■ WHAT NEEDS TO BE DONE
Each line below with the word "clone" needs to be copied.

■ EXTRACTED DATA
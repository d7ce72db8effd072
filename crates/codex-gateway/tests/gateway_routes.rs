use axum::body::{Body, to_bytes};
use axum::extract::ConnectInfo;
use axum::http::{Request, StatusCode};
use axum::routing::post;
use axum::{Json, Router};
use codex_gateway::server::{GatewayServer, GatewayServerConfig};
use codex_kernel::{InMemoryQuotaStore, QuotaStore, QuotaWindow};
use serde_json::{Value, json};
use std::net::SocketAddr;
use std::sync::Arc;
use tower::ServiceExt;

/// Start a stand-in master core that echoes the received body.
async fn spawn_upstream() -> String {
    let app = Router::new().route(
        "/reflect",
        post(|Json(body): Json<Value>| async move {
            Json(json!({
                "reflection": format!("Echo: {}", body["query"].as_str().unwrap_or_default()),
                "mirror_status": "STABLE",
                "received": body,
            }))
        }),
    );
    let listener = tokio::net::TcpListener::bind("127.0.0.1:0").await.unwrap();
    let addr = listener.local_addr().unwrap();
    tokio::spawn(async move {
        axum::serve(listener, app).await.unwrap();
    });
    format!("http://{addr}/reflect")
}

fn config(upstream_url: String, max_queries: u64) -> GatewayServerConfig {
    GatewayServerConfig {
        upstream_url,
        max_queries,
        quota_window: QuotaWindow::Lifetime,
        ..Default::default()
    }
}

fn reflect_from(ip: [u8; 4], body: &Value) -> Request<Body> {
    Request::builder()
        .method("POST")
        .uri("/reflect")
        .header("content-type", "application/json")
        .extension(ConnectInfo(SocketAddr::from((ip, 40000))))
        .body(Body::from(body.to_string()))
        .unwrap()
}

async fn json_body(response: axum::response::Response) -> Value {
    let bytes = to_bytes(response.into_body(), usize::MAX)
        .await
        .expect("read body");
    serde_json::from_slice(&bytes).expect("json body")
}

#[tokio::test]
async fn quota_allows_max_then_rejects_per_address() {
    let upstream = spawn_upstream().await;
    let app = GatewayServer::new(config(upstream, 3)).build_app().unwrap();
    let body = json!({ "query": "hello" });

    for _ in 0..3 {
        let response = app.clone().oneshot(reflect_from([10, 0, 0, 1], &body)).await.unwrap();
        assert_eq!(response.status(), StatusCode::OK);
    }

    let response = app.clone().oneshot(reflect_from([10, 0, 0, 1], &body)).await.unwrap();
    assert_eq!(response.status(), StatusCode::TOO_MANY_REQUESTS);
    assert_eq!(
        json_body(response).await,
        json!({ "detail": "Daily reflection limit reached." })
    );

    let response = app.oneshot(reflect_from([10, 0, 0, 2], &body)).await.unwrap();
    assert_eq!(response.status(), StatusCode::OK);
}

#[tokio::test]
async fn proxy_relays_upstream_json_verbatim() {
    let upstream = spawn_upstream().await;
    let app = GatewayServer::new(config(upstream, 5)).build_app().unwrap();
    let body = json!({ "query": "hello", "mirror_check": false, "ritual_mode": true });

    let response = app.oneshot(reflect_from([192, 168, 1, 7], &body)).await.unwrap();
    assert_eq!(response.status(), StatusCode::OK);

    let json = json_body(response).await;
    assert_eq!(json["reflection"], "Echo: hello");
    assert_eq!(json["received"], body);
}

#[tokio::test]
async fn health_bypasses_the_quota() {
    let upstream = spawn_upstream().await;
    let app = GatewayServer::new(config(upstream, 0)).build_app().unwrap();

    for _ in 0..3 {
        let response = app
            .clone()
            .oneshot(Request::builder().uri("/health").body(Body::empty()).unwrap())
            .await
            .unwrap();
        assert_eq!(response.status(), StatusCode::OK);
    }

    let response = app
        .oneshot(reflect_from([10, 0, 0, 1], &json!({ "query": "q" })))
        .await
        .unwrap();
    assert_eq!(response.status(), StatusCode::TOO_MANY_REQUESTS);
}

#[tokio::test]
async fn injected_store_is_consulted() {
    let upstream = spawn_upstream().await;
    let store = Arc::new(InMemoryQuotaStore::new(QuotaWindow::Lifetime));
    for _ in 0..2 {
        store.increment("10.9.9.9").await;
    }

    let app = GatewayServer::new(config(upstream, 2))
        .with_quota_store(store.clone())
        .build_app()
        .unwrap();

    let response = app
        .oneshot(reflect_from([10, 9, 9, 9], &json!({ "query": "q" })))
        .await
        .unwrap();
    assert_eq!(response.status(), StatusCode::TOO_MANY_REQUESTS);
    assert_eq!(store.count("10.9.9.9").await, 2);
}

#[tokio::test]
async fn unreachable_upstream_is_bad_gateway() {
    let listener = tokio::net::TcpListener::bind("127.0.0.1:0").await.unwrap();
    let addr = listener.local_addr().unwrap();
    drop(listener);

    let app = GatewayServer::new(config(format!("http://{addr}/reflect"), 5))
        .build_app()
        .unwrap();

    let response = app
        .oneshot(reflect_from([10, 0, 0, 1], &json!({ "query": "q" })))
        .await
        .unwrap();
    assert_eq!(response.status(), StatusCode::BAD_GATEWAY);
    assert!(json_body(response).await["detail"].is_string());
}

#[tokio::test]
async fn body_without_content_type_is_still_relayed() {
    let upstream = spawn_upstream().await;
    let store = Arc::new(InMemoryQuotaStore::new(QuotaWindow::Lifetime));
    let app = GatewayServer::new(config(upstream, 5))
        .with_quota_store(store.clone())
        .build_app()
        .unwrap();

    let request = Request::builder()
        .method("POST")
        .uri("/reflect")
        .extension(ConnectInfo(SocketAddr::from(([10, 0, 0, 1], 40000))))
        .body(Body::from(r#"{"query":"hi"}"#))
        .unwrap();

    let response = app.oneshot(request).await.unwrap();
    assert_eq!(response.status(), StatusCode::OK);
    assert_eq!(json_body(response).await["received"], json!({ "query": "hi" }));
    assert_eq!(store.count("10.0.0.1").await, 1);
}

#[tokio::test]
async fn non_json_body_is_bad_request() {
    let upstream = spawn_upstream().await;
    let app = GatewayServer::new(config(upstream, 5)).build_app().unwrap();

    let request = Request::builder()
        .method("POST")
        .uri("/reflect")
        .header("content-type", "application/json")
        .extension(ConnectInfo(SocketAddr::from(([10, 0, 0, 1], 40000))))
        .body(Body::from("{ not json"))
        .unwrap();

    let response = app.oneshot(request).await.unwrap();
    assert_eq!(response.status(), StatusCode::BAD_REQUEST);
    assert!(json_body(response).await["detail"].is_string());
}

■ FINISHED EXERCISE
        let response = app.clone().oneshot(reflect_from([10, 0, 0, 1], &body)).await.unwrap();
    let response = app.clone().oneshot(reflect_from([10, 0, 0, 1], &body)).await.unwrap();
            .clone()
        .with_quota_store(store.clone())
        .with_quota_store(store.clone())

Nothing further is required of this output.